• _WHAT TO DO_:
What lines below contain the string "Value"? List them all.

* * *

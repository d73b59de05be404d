// Copyright 2026 the Bubblewall Authors
// SPDX-License-Identifier: Apache-2.0 OR MIT

//! Chrome Trace Event Format exporter.
//!
//! [`export`] reads recorded bytes from a [`RecorderSink`](super::recorder::RecorderSink)
//! and writes [Chrome Trace Event Format][spec] JSON to the given writer.
//!
//! Jobs become duration slices on the worker track; frames, placements, and
//! drops become instant events.
//!
//! [spec]: https://docs.google.com/document/d/1CvAClvFfyA5R-PhYUmn5OOQtYMH4h6I0nSsKchNAySU

use std::io::{self, Write};

use serde_json::{Value, json};

use crate::recorder::{RecordedEvent, decode};

/// Track of events raised on the event thread.
const EVENT_TID: u32 = 0;
/// Track of events raised on the worker thread.
const WORKER_TID: u32 = 1;

/// Exports recorded events as Chrome Trace Event Format JSON.
///
/// The output is a complete JSON array of trace event objects, suitable for
/// loading into `chrome://tracing` or [Perfetto](https://ui.perfetto.dev/).
pub fn export(bytes: &[u8], writer: &mut dyn Write) -> io::Result<()> {
    let mut events: Vec<Value> = Vec::new();

    for recorded in decode(bytes) {
        let ts = recorded.at().micros_f64();
        match recorded {
            RecordedEvent::Placement(e) => {
                events.push(json!({
                    "ph": "i",
                    "name": "Placement",
                    "cat": "Placement",
                    "ts": ts,
                    "pid": 0,
                    "tid": WORKER_TID,
                    "s": "t",
                    "args": {
                        "width": e.width,
                        "height": e.height,
                        "placed": e.placed,
                        "draws": e.draws,
                    }
                }));
            }
            RecordedEvent::JobBegin(e) => {
                events.push(json!({
                    "ph": "B",
                    "name": e.kind.name(),
                    "cat": "Job",
                    "ts": ts,
                    "pid": 0,
                    "tid": WORKER_TID,
                    "args": {
                        "job_index": e.job_index,
                    }
                }));
            }
            RecordedEvent::Frame(e) => {
                events.push(json!({
                    "ph": "i",
                    "name": "Frame",
                    "cat": "Frame",
                    "ts": ts,
                    "pid": 0,
                    "tid": WORKER_TID,
                    "s": "t",
                    "args": {
                        "frame_index": e.frame_index,
                        "job_index": e.job_index,
                        "brightness": e.brightness,
                        "bubbles": e.bubbles,
                    }
                }));
            }
            RecordedEvent::JobEnd(e) => {
                events.push(json!({
                    "ph": "E",
                    "name": e.kind.name(),
                    "cat": "Job",
                    "ts": ts,
                    "pid": 0,
                    "tid": WORKER_TID,
                    "args": {
                        "job_index": e.job_index,
                        "frames": e.frames,
                        "status": e.status.name(),
                    }
                }));
            }
            RecordedEvent::EventDrop(e) => {
                events.push(json!({
                    "ph": "i",
                    "name": "Drop",
                    "cat": "Input",
                    "ts": ts,
                    "pid": 0,
                    "tid": EVENT_TID,
                    "s": "t",
                    "args": {
                        "reason": e.reason.name(),
                    }
                }));
            }
        }
    }

    serde_json::to_writer_pretty(writer, &events)?;
    Ok(())
}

* * *

• _ANSWER BOX_:
use serde_json::{Value, json};
    let mut events: Vec<Value> = Vec::new();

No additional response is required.